Ce jour-là même où maître Eidiol se rendant au petit port de Saint-Audoin descendait la Seine à bord de son bateau de charge, deux bâtiments remontant ce même fleuve dans la direction de Paris dont ils se trouvaient encore éloignés de quinze lieues, faisaient force de rames ; tous deux de forme étrangère, longs de trente pieds, peu élevés au-dessus de l’eau, sont allongés comme des serpents de mer ; leur proue, façonnée de même manière que la poupe, leur permet de naviguer sans virer de bord, le gouvernail se plaçant, selon l’évolution maritime, soit à l’avant, soit à l’arrière ; ces bâtiments portent un mât et une seule voile carrée, alors repliée sur sa vergue, car il ne fait pas un souffle de vent.
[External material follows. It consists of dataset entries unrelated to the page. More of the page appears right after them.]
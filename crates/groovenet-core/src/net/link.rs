//! Link-layer policy
//!
//! The link layer owns the per-entity duplicate-suppression set and the
//! admission filter applied the moment bytes arrive: address match, hop
//! budget, message lifetime. `begin_process_packet`/`end_process_packet`
//! bracket the simulated time-on-air; the duplicate check happens at
//! the end of the bracket so two copies in flight at once still resolve
//! to a single delivery.

use crate::config::{ModelParams, ParamSpec, ParamType};
use crate::error::{ConfigError, DropReason};
use crate::net::packet::{Address, Packet, PacketSequence, DEFAULT_HOP_LIMIT};
use crate::time::SimTime;
use std::collections::HashMap;
use std::time::Duration;

/// Closed set of link-layer policies, selected by type tag at init.
#[derive(Debug)]
pub enum LinkPolicy {
    Simple(SimpleLink),
}

impl LinkPolicy {
    /// Type tags accepted by [`LinkPolicy::from_tag`]
    pub const TAGS: &'static [&'static str] = &["simple"];

    /// Build a policy from its configuration tag
    pub fn from_tag(tag: &str, params: &ModelParams) -> Result<Self, ConfigError> {
        match tag {
            "simple" => Ok(LinkPolicy::Simple(SimpleLink::from_params(params)?)),
            other => Err(ConfigError::UnknownPolicy {
                model: params.model.clone(),
                tag: other.to_string(),
            }),
        }
    }

    /// Admission filter at packet arrival. Increments the hop count and
    /// rejects packets that are not for this entity, out of hop budget,
    /// or already past their lifetime.
    pub fn receive_packet(
        &mut self,
        packet: &mut Packet,
        local: Address,
        now: SimTime,
    ) -> Result<(), DropReason> {
        match self {
            LinkPolicy::Simple(link) => link.receive_packet(packet, local, now),
        }
    }

    /// Reception window opened (time-on-air begins)
    pub fn begin_process_packet(&mut self, packet: &Packet, now: SimTime) {
        match self {
            LinkPolicy::Simple(link) => link.begin_process_packet(packet, now),
        }
    }

    /// Reception window closed; rejects duplicates and expired messages
    pub fn end_process_packet(&mut self, packet: &Packet, now: SimTime) -> Result<(), DropReason> {
        match self {
            LinkPolicy::Simple(link) => link.end_process_packet(packet, now),
        }
    }

    /// Lifetime of a packet under this policy
    pub fn lifetime_of(&self, packet: &Packet) -> Duration {
        match self {
            LinkPolicy::Simple(link) => link.lifetime_of(packet),
        }
    }

    /// Record a delivered sequence. Returns `true` exactly once per
    /// sequence until its recorded expiry passes.
    pub fn add_received_packet(
        &mut self,
        sequence: PacketSequence,
        rx_time: SimTime,
        lifetime: Duration,
    ) -> bool {
        match self {
            LinkPolicy::Simple(link) => link.add_received_packet(sequence, rx_time, lifetime),
        }
    }

    /// Opportunistic purge, called from the entity's Update tick
    pub fn tick(&mut self, now: SimTime) {
        match self {
            LinkPolicy::Simple(link) => link.purge_expired(now),
        }
    }

    /// Reset between trials
    pub fn reset(&mut self) {
        match self {
            LinkPolicy::Simple(link) => link.seen.clear(),
        }
    }
}

/// Default link policy: hop budget + duplicate suppression.
#[derive(Debug)]
pub struct SimpleLink {
    /// Seen sequences and the time their record expires
    seen: HashMap<PacketSequence, SimTime>,
    /// Maximum hops a packet may travel
    max_hops: u8,
    /// Lifetime assumed for packets that do not carry one
    default_lifetime: Duration,
}

impl SimpleLink {
    pub fn from_params(params: &ModelParams) -> Result<Self, ConfigError> {
        let mut declared = params.clone();
        declared.declare(
            "link.max_hops",
            ParamSpec::new(
                &DEFAULT_HOP_LIMIT.to_string(),
                "maximum hops a packet may travel",
                ParamType::Int,
            ),
        );
        declared.declare(
            "link.default_lifetime_secs",
            ParamSpec::new(
                "5.0",
                "assumed lifetime for packets without one",
                ParamType::Float,
            ),
        );
        Ok(Self {
            seen: HashMap::new(),
            max_hops: declared.get_u32("link.max_hops")? as u8,
            default_lifetime: Duration::from_secs_f64(
                declared.get_f64("link.default_lifetime_secs")?,
            ),
        })
    }

    /// Lifetime of a packet: the safety packet's own, else the default
    pub fn lifetime_of(&self, packet: &Packet) -> Duration {
        match packet {
            Packet::Safety(p) => Duration::from_secs_f64(p.lifetime_secs.max(0.0) as f64),
            _ => self.default_lifetime,
        }
    }

    fn receive_packet(
        &mut self,
        packet: &mut Packet,
        local: Address,
        now: SimTime,
    ) -> Result<(), DropReason> {
        let lifetime = self.lifetime_of(packet);
        let header = match packet.header_mut() {
            Some(h) => h,
            None => return Ok(()), // hybrid batches are unpacked upstream
        };

        if !header.dest.is_broadcast() && header.dest != local {
            return Err(DropReason::AddressMismatch);
        }

        header.hop_count = header.hop_count.saturating_add(1);
        if header.hop_count > self.max_hops {
            return Err(DropReason::HopLimitExceeded);
        }

        if now > header.tx_time + lifetime {
            return Err(DropReason::ExpiredLifetime);
        }
        Ok(())
    }

    fn begin_process_packet(&mut self, _packet: &Packet, _now: SimTime) {
        // Time-on-air bookkeeping lives in the physical layer; the link
        // layer only acts at the end of the window.
    }

    fn end_process_packet(&mut self, packet: &Packet, now: SimTime) -> Result<(), DropReason> {
        let lifetime = self.lifetime_of(packet);
        let header = match packet.header() {
            Some(h) => h,
            None => return Ok(()),
        };

        if now > header.tx_time + lifetime {
            return Err(DropReason::ExpiredLifetime);
        }

        if let Some(expiry) = self.seen.get(&header.sequence) {
            if now <= *expiry {
                return Err(DropReason::Duplicate);
            }
        }
        Ok(())
    }

    fn add_received_packet(
        &mut self,
        sequence: PacketSequence,
        rx_time: SimTime,
        lifetime: Duration,
    ) -> bool {
        let expiry = rx_time + lifetime;
        match self.seen.get(&sequence) {
            Some(existing) if rx_time <= *existing => false,
            _ => {
                self.seen.insert(sequence, expiry);
                true
            }
        }
    }

    fn purge_expired(&mut self, now: SimTime) {
        self.seen.retain(|_, expiry| *expiry >= now);
    }

    /// Number of live suppression entries
    pub fn seen_len(&self) -> usize {
        self.seen.len()
    }
}
//! GrooveNet Command-Line Interface
//!
//! This CLI provides tools for:
//! - Running vehicular network scenarios from JSON descriptions
//! - Generating random scenarios
//!
//! Scenarios run fully in-process by default; configure a transport in
//! the scenario file to link several simulator processes together.

use anyhow::{bail, Context, Result};
use clap::{Parser, Subcommand};
use groovenet_core::config::ModelParams;
use groovenet_core::map::GridMap;
use groovenet_core::net::hybrid::HybridTransport;
use groovenet_core::net::packet::Position;
use groovenet_core::net::tcp::TcpTransport;
use groovenet_core::net::transport::Transport;
use groovenet_core::net::udp::UdpTransport;
use groovenet_core::sim::{ClockMode, SimContext, Simulator, SimulatorConfig};
use rand::{Rng, SeedableRng};
use serde::{Deserialize, Serialize};
use std::collections::BTreeMap;
use std::path::PathBuf;
use std::sync::atomic::Ordering;
use std::sync::Arc;
use std::time::Duration;
use tracing::info;

#[derive(Parser)]
#[command(name = "groovenet")]
#[command(author, version, about = "Vehicular ad-hoc network simulator", long_about = None)]
struct Cli {
    /// Enable verbose output
    #[arg(short, long, action = clap::ArgAction::Count)]
    verbose: u8,

    #[command(subcommand)]
    command: Commands,
}

#[derive(Subcommand)]
enum Commands {
    /// Run a scenario file
    Run {
        /// Scenario description (JSON)
        scenario: PathBuf,

        /// Override the scenario's trial count
        #[arg(long)]
        trials: Option<u32>,

        /// Override the scenario's duration in seconds
        #[arg(long)]
        duration: Option<f64>,

        /// Track the host clock instead of the synthetic step
        #[arg(long)]
        wall: bool,
    },

    /// Generate a random scenario file
    Generate {
        /// Output path for the scenario (JSON)
        #[arg(short, long, default_value = "scenario.json")]
        output: PathBuf,

        /// Number of vehicles
        #[arg(short, long, default_value = "10")]
        nodes: u32,

        /// Center latitude, degrees
        #[arg(long, default_value = "40.4430")]
        lat: f64,

        /// Center longitude, degrees
        #[arg(long, default_value = "-79.9430")]
        lon: f64,

        /// Placement radius in meters
        #[arg(long, default_value = "1000.0")]
        radius: f64,

        /// Radio range threshold in meters
        #[arg(long, default_value = "200.0")]
        range: f64,

        /// RNG seed
        #[arg(long, default_value = "1")]
        seed: u64,
    },
}

/// On-disk scenario description.
#[derive(Debug, Serialize, Deserialize)]
struct Scenario {
    #[serde(default)]
    name: String,
    #[serde(default = "default_duration")]
    duration_secs: f64,
    #[serde(default = "default_trials")]
    trials: u32,
    /// Synthetic clock step in milliseconds
    #[serde(default = "default_step")]
    step_ms: u64,
    #[serde(default)]
    transport: Option<TransportSpec>,
    vehicles: Vec<NodeSpec>,
    #[serde(default)]
    roadside: Vec<NodeSpec>,
}

fn default_duration() -> f64 {
    60.0
}

fn default_trials() -> u32 {
    1
}

fn default_step() -> u64 {
    100
}

#[derive(Debug, Serialize, Deserialize)]
struct TransportSpec {
    /// One of `udp`, `tcp`, `hybrid`
    kind: String,
    #[serde(default)]
    params: BTreeMap<String, String>,
}

#[derive(Debug, Serialize, Deserialize)]
struct NodeSpec {
    name: String,
    /// Dotted-quad entity address
    addr: String,
    lat: f64,
    lon: f64,
    #[serde(default)]
    depends_on: Vec<String>,
    /// Extra model parameters, passed through verbatim
    #[serde(default)]
    params: BTreeMap<String, String>,
}

impl NodeSpec {
    fn to_params(&self) -> ModelParams {
        let mut params = ModelParams::new(&self.name)
            .with("node.addr", self.addr.clone())
            .with("node.lat", self.lat.to_string())
            .with("node.lon", self.lon.to_string());
        for (key, value) in &self.params {
            params.set(key, value.clone());
        }
        params
    }
}

fn build_transport(spec: &TransportSpec) -> Result<Arc<dyn Transport>> {
    let mut params = ModelParams::new("transport");
    for (key, value) in &spec.params {
        params.set(key, value.clone());
    }
    let transport: Arc<dyn Transport> = match spec.kind.as_str() {
        "udp" => Arc::new(UdpTransport::from_params(&params)?),
        "tcp" => Arc::new(TcpTransport::from_params(&params)?),
        "hybrid" => Arc::new(HybridTransport::from_params(&params)?),
        other => bail!("unknown transport kind `{}`", other),
    };
    Ok(transport)
}

fn cmd_run(
    path: PathBuf,
    trials: Option<u32>,
    duration: Option<f64>,
    wall: bool,
) -> Result<()> {
    let text = std::fs::read_to_string(&path)
        .with_context(|| format!("reading scenario {}", path.display()))?;
    let scenario: Scenario =
        serde_json::from_str(&text).with_context(|| format!("parsing {}", path.display()))?;

    let transport = scenario
        .transport
        .as_ref()
        .map(build_transport)
        .transpose()?;
    if let Some(t) = &transport {
        t.start().context("starting transport")?;
    }

    let clock = if wall {
        ClockMode::Wall
    } else {
        ClockMode::Synthetic(Duration::from_millis(scenario.step_ms.max(1)))
    };
    let config = SimulatorConfig::default()
        .with_clock(clock)
        .with_duration(Duration::from_secs_f64(
            duration.unwrap_or(scenario.duration_secs),
        ))
        .with_trials(trials.unwrap_or(scenario.trials));

    let ctx = Arc::new(SimContext::new(
        Arc::new(GridMap::default()),
        transport.clone(),
    ));
    let mut sim = Simulator::new(config, ctx);

    for spec in &scenario.vehicles {
        let deps: Vec<&str> = spec.depends_on.iter().map(String::as_str).collect();
        sim.add_vehicle(&spec.name, &spec.to_params(), &deps)
            .with_context(|| format!("adding vehicle `{}`", spec.name))?;
    }
    for spec in &scenario.roadside {
        let deps: Vec<&str> = spec.depends_on.iter().map(String::as_str).collect();
        sim.add_roadside(&spec.name, &spec.to_params(), &deps)
            .with_context(|| format!("adding roadside unit `{}`", spec.name))?;
    }

    let stop = sim.stop_flag();
    ctrlc::set_handler(move || {
        info!("stop requested");
        stop.store(true, Ordering::SeqCst);
    })
    .context("installing signal handler")?;

    info!(
        scenario = %scenario.name,
        vehicles = scenario.vehicles.len(),
        roadside = scenario.roadside.len(),
        "running"
    );
    let stats = sim.run()?;

    if let Some(t) = &transport {
        t.stop();
    }
    stats.print_summary();
    Ok(())
}

fn cmd_generate(
    output: PathBuf,
    nodes: u32,
    lat: f64,
    lon: f64,
    radius: f64,
    range: f64,
    seed: u64,
) -> Result<()> {
    let mut rng = rand::rngs::StdRng::seed_from_u64(seed);
    let center = Position::from_degrees(lat, lon);

    let vehicles = (0..nodes)
        .map(|i| {
            let bearing = rng.gen_range(0.0..360.0);
            let distance = rng.gen_range(0.0..radius);
            let pos = center.offset(bearing, distance);
            let mut params = BTreeMap::new();
            params.insert("phys.range_m".to_string(), range.to_string());
            params.insert("node.beacon_interval_ms".to_string(), "1000".to_string());
            params.insert(
                "node.speed_mps".to_string(),
                format!("{:.1}", rng.gen_range(0.0..20.0)),
            );
            params.insert(
                "node.heading_deg".to_string(),
                format!("{:.0}", rng.gen_range(0.0..360.0)),
            );
            params.insert("comm.seed".to_string(), (seed + i as u64).to_string());
            NodeSpec {
                name: format!("car{}", i),
                addr: format!("10.0.{}.{}", i / 250, (i % 250) + 1),
                lat: pos.lat_deg(),
                lon: pos.lon_deg(),
                depends_on: Vec::new(),
                params,
            }
        })
        .collect();

    let scenario = Scenario {
        name: format!("generated-{}-nodes", nodes),
        duration_secs: 60.0,
        trials: 1,
        step_ms: 100,
        transport: None,
        vehicles,
        roadside: Vec::new(),
    };
    let json = serde_json::to_string_pretty(&scenario)?;
    std::fs::write(&output, json)
        .with_context(|| format!("writing {}", output.display()))?;
    println!("wrote {} ({} vehicles)", output.display(), nodes);
    Ok(())
}

fn main() -> Result<()> {
    let cli = Cli::parse();

    // Setup logging
    let log_level = match cli.verbose {
        0 => tracing::Level::WARN,
        1 => tracing::Level::INFO,
        2 => tracing::Level::DEBUG,
        _ => tracing::Level::TRACE,
    };

    tracing_subscriber::fmt()
        .with_max_level(log_level)
        .with_target(false)
        .init();

    match cli.command {
        Commands::Run {
            scenario,
            trials,
            duration,
            wall,
        } => cmd_run(scenario, trials, duration, wall),

        Commands::Generate {
            output,
            nodes,
            lat,
            lon,
            radius,
            range,
            seed,
        } => cmd_generate(output, nodes, lat, lon, radius, range, seed),
    }
}
impl PacketHeader {
    /// Create a broadcast header from an originator
    pub fn broadcast(sequence: PacketSequence, tx_time: SimTime, position: Position) -> Self {
        Self {
            sequence,
            dest: Address::BROADCAST,
            tx_time,
            tx_addr: sequence.origin,
            tx_position: position,
            tx_heading: 0.0,
            hop_count: 0,
            quality: ChannelQuality::unavailable(),
            rx_time: SimTime::ZERO,
            rx_addr: Address::UNKNOWN,
            rx_count: 0,
        }
    }

    /// The receive-side local identity of this packet
    pub fn rx_sequence(&self) -> RxPacketSequence {
        RxPacketSequence {
            sequence: self.sequence,
            rx_count: self.rx_count,
        }
    }

    fn encode_into(&self, kind: PacketKind, out: &mut Vec<u8>) {
        out.push(kind as u8);
        out.push(WIRE_VERSION);
        out.extend_from_slice(&self.sequence.seq.to_be_bytes());
        out.extend_from_slice(self.sequence.origin.as_bytes());
        out.extend_from_slice(self.dest.as_bytes());
        out.extend_from_slice(&self.tx_time.as_micros().to_be_bytes());
        out.extend_from_slice(self.tx_addr.as_bytes());
        put_position(out, &self.tx_position);
        out.extend_from_slice(&self.tx_heading.to_be_bytes());
        out.push(self.hop_count);
        out.extend_from_slice(&self.quality.rssi_dbm.to_be_bytes());
        out.extend_from_slice(&self.quality.snr_db.to_be_bytes());
    }

    fn decode_from(r: &mut Reader<'_>) -> Result<(PacketKind, Self), CodecError> {
        let kind = PacketKind::from_byte(r.take_u8()?)?;
        let version = r.take_u8()?;
        if version != WIRE_VERSION {
            return Err(CodecError::UnsupportedVersion(version));
        }
        let seq = r.take_u32()?;
        let origin = r.take_address()?;
        let header = Self {
            sequence: PacketSequence::new(origin, seq),
            dest: r.take_address()?,
            tx_time: SimTime::from_micros(r.take_u64()?),
            tx_addr: r.take_address()?,
            tx_position: r.take_position()?,
            tx_heading: r.take_f32()?,
            hop_count: r.take_u8()?,
            quality: ChannelQuality::new(r.take_f32()?, r.take_f32()?),
            rx_time: SimTime::ZERO,
            rx_addr: Address::UNKNOWN,
            rx_count: 0,
        };
        Ok((kind, header))
    }
}

/// Default hop budget enforced by the link layer
pub const DEFAULT_HOP_LIMIT: u8 = 3;

/// Safety/broadcast application packet.
///
/// Subject fields may differ from the immediate forwarder's header
/// fields during multi-hop relay: the header describes whoever
/// transmitted last, the subject describes the vehicle the message is
/// about.
#[derive(Debug, Clone, PartialEq, Serialize, Deserialize)]
pub struct SafetyPacket {
    pub header: PacketHeader,
    /// Vehicle the message is about (usually the originator)
    pub subject: Address,
    /// Subject position at message creation
    pub subject_position: Position,
    /// Subject kinematic state at message creation
    pub subject_state: VehicleState,
    /// Seconds the message stays deliverable after `tx_time`
    pub lifetime_secs: f32,
    /// Geofence gating re-validity
    pub region: BoundingRegion,
    /// Application payload
    pub payload: Vec<u8>,
}

/// Minimum encoded size of a safety packet (empty payload, `None` region)
pub const SAFETY_MIN_WIRE_LEN: usize = HEADER_WIRE_LEN + 4 + 8 + 17 + 4 + 1 + 2;

/// Squelch packet: quiets redundant rebroadcasts of a named message.
#[derive(Debug, Clone, PartialEq, Serialize, Deserialize)]
pub struct SquelchPacket {
    pub header: PacketHeader,
    /// The message whose rebroadcast should be suppressed
    pub squelched: PacketSequence,
}

/// Encoded size of a squelch packet
pub const SQUELCH_WIRE_LEN: usize = HEADER_WIRE_LEN + 8;

/// Batched aggregate of generic/safety packets, exchanged over the TCP
/// tunnel transport. Multiplexes N sub-packets behind a single 4-byte
/// total-size header.
#[derive(Debug, Clone, PartialEq, Default, Serialize, Deserialize)]
pub struct HybridPacket {
    pub packets: Vec<Packet>,
}

/// Minimum encoded size of a hybrid packet (empty batch)
pub const HYBRID_MIN_WIRE_LEN: usize = 6;

/// A wire packet, polymorphic over the four variants.
#[derive(Debug, Clone, PartialEq, Serialize, Deserialize)]
pub enum Packet {
    Generic(PacketHeader),
    Safety(SafetyPacket),
    Squelch(SquelchPacket),
    Hybrid(HybridPacket),
}

impl Packet {
    /// The variant tag
    pub fn kind(&self) -> PacketKind {
        match self {
            Packet::Generic(_) => PacketKind::Generic,
            Packet::Safety(_) => PacketKind::Safety,
            Packet::Squelch(_) => PacketKind::Squelch,
            Packet::Hybrid(_) => PacketKind::Hybrid,
        }
    }

    /// Common header, if the variant has one (Hybrid does not)
    pub fn header(&self) -> Option<&PacketHeader> {
        match self {
            Packet::Generic(h) => Some(h),
            Packet::Safety(p) => Some(&p.header),
            Packet::Squelch(p) => Some(&p.header),
            Packet::Hybrid(_) => None,
        }
    }

    /// Mutable common header, if the variant has one
    pub fn header_mut(&mut self) -> Option<&mut PacketHeader> {
        match self {
            Packet::Generic(h) => Some(h),
            Packet::Safety(p) => Some(&mut p.header),
            Packet::Squelch(p) => Some(&mut p.header),
            Packet::Hybrid(_) => None,
        }
    }

    /// Logical message identity, if the variant has one
    pub fn sequence(&self) -> Option<PacketSequence> {
        self.header().map(|h| h.sequence)
    }

    /// Patch the receiver-address field before a per-link send
    pub fn set_receiver(&mut self, dest: Address) {
        if let Some(h) = self.header_mut() {
            h.dest = dest;
        }
    }

    /// Serialize to wire bytes. Receive-side fields are not emitted.
    pub fn encode(&self) -> Vec<u8> {
        let mut out = Vec::with_capacity(HEADER_WIRE_LEN + 32);
        match self {
            Packet::Generic(h) => h.encode_into(PacketKind::Generic, &mut out),
            Packet::Safety(p) => {
                p.header.encode_into(PacketKind::Safety, &mut out);
                out.extend_from_slice(p.subject.as_bytes());
                put_position(&mut out, &p.subject_position);
                out.extend_from_slice(&p.subject_state.speed_mps.to_be_bytes());
                out.extend_from_slice(&p.subject_state.heading_deg.to_be_bytes());
                out.extend_from_slice(&p.subject_state.record_id.to_be_bytes());
                out.push(p.subject_state.lane);
                out.extend_from_slice(&p.subject_state.progress.to_be_bytes());
                out.extend_from_slice(&p.lifetime_secs.to_be_bytes());
                p.region.encode_into(&mut out);
                let len = p.payload.len().min(u16::MAX as usize);
                out.extend_from_slice(&(len as u16).to_be_bytes());
                out.extend_from_slice(&p.payload[..len]);
            }
            Packet::Squelch(p) => {
                p.header.encode_into(PacketKind::Squelch, &mut out);
                out.extend_from_slice(p.squelched.origin.as_bytes());
                out.extend_from_slice(&p.squelched.seq.to_be_bytes());
            }
            Packet::Hybrid(batch) => {
                let mut body = Vec::new();
                for sub in &batch.packets {
                    body.extend_from_slice(&sub.encode());
                }
                out.push(PacketKind::Hybrid as u8);
                out.push(WIRE_VERSION);
                out.extend_from_slice(&(body.len() as u32).to_be_bytes());
                out.extend_from_slice(&body);
            }
        }
        out
    }

    /// Decode one packet from the front of `bytes`, returning it and
    /// the remaining bytes. A buffer shorter than the variant's fixed
    /// minimum length is an error, never a partial object; decoding
    /// never looks ahead past the declared length.
    pub fn decode(bytes: &[u8]) -> Result<(Packet, &[u8]), CodecError> {
        let mut r = Reader::new(bytes);

        // Hybrid has its own framing: kind, version, 4-byte batch size.
        if bytes.first() == Some(&(PacketKind::Hybrid as u8)) {
            r.take_u8()?;
            let version = r.take_u8()?;
            if version != WIRE_VERSION {
                return Err(CodecError::UnsupportedVersion(version));
            }
            let total = r.take_u32()? as usize;
            let mut body = r.take_slice(total)?;
            let mut packets = Vec::new();
            while !body.is_empty() {
                let (sub, rest) = Packet::decode(body)?;
                if matches!(sub, Packet::Hybrid(_) | Packet::Squelch(_)) {
                    return Err(CodecError::BadHybridMember(sub.kind() as u8));
                }
                packets.push(sub);
                body = rest;
            }
            return Ok((Packet::Hybrid(HybridPacket { packets }), r.rest()));
        }

        let (kind, header) = PacketHeader::decode_from(&mut r)?;
        let packet = match kind {
            PacketKind::Generic => Packet::Generic(header),
            PacketKind::Safety => {
                let subject = r.take_address()?;
                let subject_position = r.take_position()?;
                let subject_state = VehicleState {
                    speed_mps: r.take_f32()?,
                    heading_deg: r.take_f32()?,
                    record_id: r.take_u32()?,
                    lane: r.take_u8()?,
                    progress: r.take_f32()?,
                };
                let lifetime_secs = r.take_f32()?;
                let region = BoundingRegion::decode_from(&mut r)?;
                let len = r.take_u16()? as usize;
                let payload = r.take_payload(len)?;
                Packet::Safety(SafetyPacket {
                    header,
                    subject,
                    subject_position,
                    subject_state,
                    lifetime_secs,
                    region,
                    payload,
                })
            }
            PacketKind::Squelch => {
                let origin = r.take_address()?;
                let seq = r.take_u32()?;
                Packet::Squelch(SquelchPacket {
                    header,
                    squelched: PacketSequence::new(origin, seq),
                })
            }
            PacketKind::Hybrid => unreachable!("hybrid handled above"),
        };
        Ok((packet, r.rest()))
    }
}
Montée de douze rameurs, d’un pilote et d’un chef, ces deux Holkers, ainsi que les North-mans appellent ces bateaux, sont si légers, que les pirates peuvent les porter sur leurs épaules pendant un assez long trajet, et ensuite les remettre à flot. Quoique de vitesse égale et de nature pareille, ces deux Holkers ne se ressemblent pas plus qu’un homme robuste ne ressemble à une svelte jeune fille : l’un, peint de noir, avait pour ornement de proue un aigle de mer couleur de vermillon ; son bec et ses serres étaient de fer poli. Au sommet du mât, une girouette ou wire-wire représentant aussi un aigle de mer découpé dans une plaque de métal, tournait au moindre vent dont la direction était indiquée par le déploiement d’un léger pavillon rouge placé au flanc droit du holker, pavillon sur lequel le même oiseau marin se voyait brodé en noir. Au-dessus des bordages percés des ouvertures nécessaires au maniement des rames, une rangée de boucliers de fer étincelait aux rayons du soleil couchant, ainsi que les armures des pirates, façonnées de petites écailles de fer qui, les couvrant de la tête aux pieds, leur donnaient l’apparence de poissons gigantesques.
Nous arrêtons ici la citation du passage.